→ What you have to do: One part of the entries below is wanted: the lines from the one containing "list; callers own" through the one containing "let mut change_lists: Vec<Vec<String>>". Write those out exactly and nothing else.

→ Materials provided:

'''

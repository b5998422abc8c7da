//! Client-history diffing pipeline.
//!
//! Turns a newest-first list of client snapshots into a deduplicated,
//! human-readable changelog:
//!
//! ```text
//! snapshots → dedup_snapshots → retained pairs
//!           → diff_snapshots  → elementary change set
//!           → render_changes  → per-snapshot changelog entries
//! ```
//!
//! ## Entry points
//!
//! ```
//! use fleetscope_core::diff::compute_client_versions;
//! # use fleetscope_core::model::ClientSnapshot;
//! # let snapshots: Vec<ClientSnapshot> = Vec::new();
//!
//! let versions = compute_client_versions(&snapshots);
//! ```
//!
//! ## Guarantees
//!
//! - **Determinism**: identical inputs produce identical output, including
//!   change ordering, regardless of collection ordering within snapshots.
//! - **Totality**: no failure modes; empty input yields empty output.
//! - **Timestamp noise suppression**: capture-time metadata never counts as
//!   an observable change.
//!
//! The pipeline is a pure function of its input list; callers own
//! re-invocation timing and there are no internal subscriptions or caches.

use std::collections::{BTreeMap, BTreeSet};
use std::time::Instant;

use crate::model::ClientSnapshot;

pub mod dedup;
pub mod engine;
pub mod model;
pub mod summary;

pub use dedup::dedup_snapshots;
pub use engine::diff_snapshots;
pub use model::{ChangeKind, ClientVersion, ElementaryChange, SnapshotEntry};
pub use summary::{render_changes, CHANGES_COLLAPSE_THRESHOLD, CLIENT_CREATED};

/// Compute the changelog timeline for one client's snapshot history.
///
/// `snapshots` must be newest-first and belong to a single client. The
/// result has exactly one [`ClientVersion`] per retained snapshot, also
/// newest-first. The oldest retained snapshot carries the literal
/// `["Client created"]`; every other entry's changes are derived from the
/// diff against the next-older retained snapshot and are never empty.
pub fn compute_client_versions(snapshots: &[ClientSnapshot]) -> Vec<ClientVersion> {
    let start = Instant::now();
    crate::log_op_start!(
        "compute_client_versions",
        snapshot_count = snapshots.len()
    );

    let retained = dedup_snapshots(snapshots);

    let mut change_lists: Vec<Vec<String>> = Vec::with_capacity(retained.len());
    for (index, snapshot) in retained.iter().enumerate() {
        let changes = match retained.get(index + 1) {
            Some(older) => render_changes(&diff_snapshots(snapshot, older)),
            None => vec![CLIENT_CREATED.to_string()],
        };
        change_lists.push(changes);
    }

    let versions: Vec<ClientVersion> = retained
        .into_iter()
        .zip(change_lists)
        .map(|(client, changes)| ClientVersion { client, changes })
        .collect();

    crate::log_op_end!(
        "compute_client_versions",
        duration_ms = start.elapsed().as_millis() as u64,
        version_count = versions.len()
    );
    versions
}

/// Index retained snapshots by the entries they changed.
///
/// For each [`SnapshotEntry`], the newest-first list of retained snapshots
/// whose pairwise diff against the next-older retained snapshot touched that
/// entry. Entries that never changed are absent; the oldest retained
/// snapshot contributes nothing (its "Client created" entry is synthetic).
/// The presentation layer uses this to decide which fields deserve a
/// history affordance.
pub fn client_entries_changed(
    snapshots: &[ClientSnapshot],
) -> BTreeMap<SnapshotEntry, Vec<ClientSnapshot>> {
    let start = Instant::now();
    crate::log_op_start!(
        "client_entries_changed",
        snapshot_count = snapshots.len()
    );

    let retained = dedup_snapshots(snapshots);

    let mut index: BTreeMap<SnapshotEntry, Vec<ClientSnapshot>> = BTreeMap::new();
    for window in retained.windows(2) {
        let (newer, older) = (&window[0], &window[1]);
        // One membership per snapshot per entry, even when the same entry
        // changed under several kinds in one pair.
        let entries: BTreeSet<SnapshotEntry> = diff_snapshots(newer, older)
            .into_iter()
            .map(|change| change.entry)
            .collect();
        for entry in entries {
            index.entry(entry).or_default().push(newer.clone());
        }
    }

    crate::log_op_end!(
        "client_entries_changed",
        duration_ms = start.elapsed().as_millis() as u64,
        change_count = index.len()
    );
    index
}
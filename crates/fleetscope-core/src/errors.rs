use fleetscope_core_types::{RequestId, TraceId};
use thiserror::Error;

/// Result type alias using ClientHistoryError
pub type Result<T> = std::result::Result<T, ClientHistoryError>;

// ========== Error Facility ==========

/// Canonical error kind taxonomy
///
/// This taxonomy provides a stable, structured classification of all errors
/// in the fleetscope history engine. Each kind maps to a stable error code
/// usable for programmatic handling, testing, and external API responses.
/// The diffing pipeline itself is total; every kind below originates in the
/// wire-translation boundary.
#[derive(Debug, Clone, Copy, PartialEq, Eq)]
pub enum ExErrorKind {
    /// A wire timestamp is not a valid microsecond epoch value
    InvalidTimestamp,
    /// A stringified numeric wire field failed to parse
    InvalidNumber,
    /// A required wire field (e.g. `clientId`, `age`) is absent
    MissingField,
    /// Wire bytes failed JSON deserialization
    Serialization,

    // Internal
    Internal,
}

impl ExErrorKind {
    /// Get the stable error code for this kind
    pub fn code(&self) -> &'static str {
        match self {
            ExErrorKind::InvalidTimestamp => "ERR_INVALID_TIMESTAMP",
            ExErrorKind::InvalidNumber => "ERR_INVALID_NUMBER",
            ExErrorKind::MissingField => "ERR_MISSING_FIELD",
            ExErrorKind::Serialization => "ERR_SERIALIZATION",
            ExErrorKind::Internal => "ERR_INTERNAL",
        }
    }
}

/// Canonical structured error type
///
/// Provides a structured representation of errors with classification fields
/// for programmatic handling and rich context for debugging.
#[derive(Debug, Clone)]
pub struct ExError {
    kind: ExErrorKind,
    op: Option<String>,
    client_id: Option<String>,
    field: Option<String>,
    request_id: Option<RequestId>,
    trace_id: Option<TraceId>,
    message: String,
    source: Option<Box<ExError>>,
}

impl ExError {
    /// Create a new error with the specified kind
    pub fn new(kind: ExErrorKind) -> Self {
        Self {
            kind,
            op: None,
            client_id: None,
            field: None,
            request_id: None,
            trace_id: None,
            message: String::new(),
            source: None,
        }
    }

    /// Add operation context
    pub fn with_op(mut self, op: impl Into<String>) -> Self {
        self.op = Some(op.into());
        self
    }

    /// Add client ID context
    pub fn with_client_id(mut self, id: impl Into<String>) -> Self {
        self.client_id = Some(id.into());
        self
    }

    /// Add wire field context
    pub fn with_field(mut self, field: impl Into<String>) -> Self {
        self.field = Some(field.into());
        self
    }

    /// Add request ID context
    pub fn with_request_id(mut self, request_id: RequestId) -> Self {
        self.request_id = Some(request_id);
        self
    }

    /// Add trace ID context
    pub fn with_trace_id(mut self, trace_id: TraceId) -> Self {
        self.trace_id = Some(trace_id);
        self
    }

    /// Add custom message
    pub fn with_message(mut self, message: impl Into<String>) -> Self {
        self.message = message.into();
        self
    }

    /// Add source error
    pub fn with_source(mut self, source: ExError) -> Self {
        self.source = Some(Box::new(source));
        self
    }

    /// Get the error kind
    pub fn kind(&self) -> ExErrorKind {
        self.kind
    }

    /// Get the stable error code
    pub fn code(&self) -> &'static str {
        self.kind.code()
    }

    /// Get the operation context, if any
    pub fn op(&self) -> Option<&str> {
        self.op.as_deref()
    }

    /// Get the client ID context, if any
    pub fn client_id(&self) -> Option<&str> {
        self.client_id.as_deref()
    }

    /// Get the wire field context, if any
    pub fn field(&self) -> Option<&str> {
        self.field.as_deref()
    }

    /// Get the request ID context, if any
    pub fn request_id(&self) -> Option<&RequestId> {
        self.request_id.as_ref()
    }

    /// Get the trace ID context, if any
    pub fn trace_id(&self) -> Option<&TraceId> {
        self.trace_id.as_ref()
    }

    /// Get the error message
    pub fn message(&self) -> &str {
        &self.message
    }

    /// Get the source error, if any
    pub fn source_error(&self) -> Option<&ExError> {
        self.source.as_deref()
    }
}

impl std::fmt::Display for ExError {
    fn fmt(&self, f: &mut std::fmt::Formatter<'_>) -> std::fmt::Result {
        write!(f, "[{}]", self.code())?;
        if let Some(op) = &self.op {
            write!(f, " in operation '{}'", op)?;
        }
        if !self.message.is_empty() {
            write!(f, ": {}", self.message)?;
        }
        if let Some(client_id) = &self.client_id {
            write!(f, " (client_id: {})", client_id)?;
        }
        if let Some(field) = &self.field {
            write!(f, " (field: {})", field)?;
        }
        Ok(())
    }
}

impl std::error::Error for ExError {
    fn source(&self) -> Option<&(dyn std::error::Error + 'static)> {
        None
    }
}

// ========== End Error Facility ==========

/// Error taxonomy for the wire-translation boundary
///
/// The diffing pipeline has no recoverable-error taxonomy of its own:
/// malformed optional wire data is modeled as absence, and these variants
/// cover only structurally invalid required data.
#[derive(Error, Debug, Clone, PartialEq)]
pub enum ClientHistoryError {
    /// A wire timestamp could not be read as microseconds since the epoch
    #[error("Invalid microsecond timestamp: {value}")]
    InvalidTimestamp { value: String },

    /// A stringified 64-bit wire field failed to parse
    #[error("Invalid numeric value for {field}: {value}")]
    InvalidNumber { field: &'static str, value: String },

    /// A required wire field is absent
    #[error("Required field is absent: {field}")]
    MissingField { field: &'static str },

    /// Wire bytes failed JSON deserialization
    #[error("Serialization error: {message}")]
    Serialization { message: String },
}

impl From<serde_json::Error> for ClientHistoryError {
    fn from(err: serde_json::Error) -> Self {
        ClientHistoryError::Serialization {
            message: err.to_string(),
        }
    }
}

impl From<ClientHistoryError> for ExError {
    fn from(err: ClientHistoryError) -> Self {
        match err {
            ClientHistoryError::InvalidTimestamp { value } => {
                ExError::new(ExErrorKind::InvalidTimestamp)
                    .with_message(format!("Invalid microsecond timestamp: {}", value))
            }

            ClientHistoryError::InvalidNumber { field, value } => {
                ExError::new(ExErrorKind::InvalidNumber)
                    .with_field(field)
                    .with_message(format!("Invalid numeric value: {}", value))
            }

            ClientHistoryError::MissingField { field } => {
                ExError::new(ExErrorKind::MissingField)
                    .with_field(field)
                    .with_message("Required field is absent")
            }

            ClientHistoryError::Serialization { message } => {
                ExError::new(ExErrorKind::Serialization).with_message(message)
            }
        }
    }
}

'''

→ Task output:
//! The pipeline is a pure function of its input list; callers own
//! re-invocation timing and there are no internal subscriptions or caches.

use std::collections::{BTreeMap, BTreeSet};
use std::time::Instant;

use crate::model::ClientSnapshot;

pub mod dedup;
pub mod engine;
pub mod model;
pub mod summary;

pub use dedup::dedup_snapshots;
pub use engine::diff_snapshots;
pub use model::{ChangeKind, ClientVersion, ElementaryChange, SnapshotEntry};
pub use summary::{render_changes, CHANGES_COLLAPSE_THRESHOLD, CLIENT_CREATED};

/// Compute the changelog timeline for one client's snapshot history.
///
/// `snapshots` must be newest-first and belong to a single client. The
/// result has exactly one [`ClientVersion`] per retained snapshot, also
/// newest-first. The oldest retained snapshot carries the literal
/// `["Client created"]`; every other entry's changes are derived from the
/// diff against the next-older retained snapshot and are never empty.
pub fn compute_client_versions(snapshots: &[ClientSnapshot]) -> Vec<ClientVersion> {
    let start = Instant::now();
    crate::log_op_start!(
        "compute_client_versions",
        snapshot_count = snapshots.len()
    );

    let retained = dedup_snapshots(snapshots);

    let mut change_lists: Vec<Vec<String>> = Vec::with_capacity(retained.len());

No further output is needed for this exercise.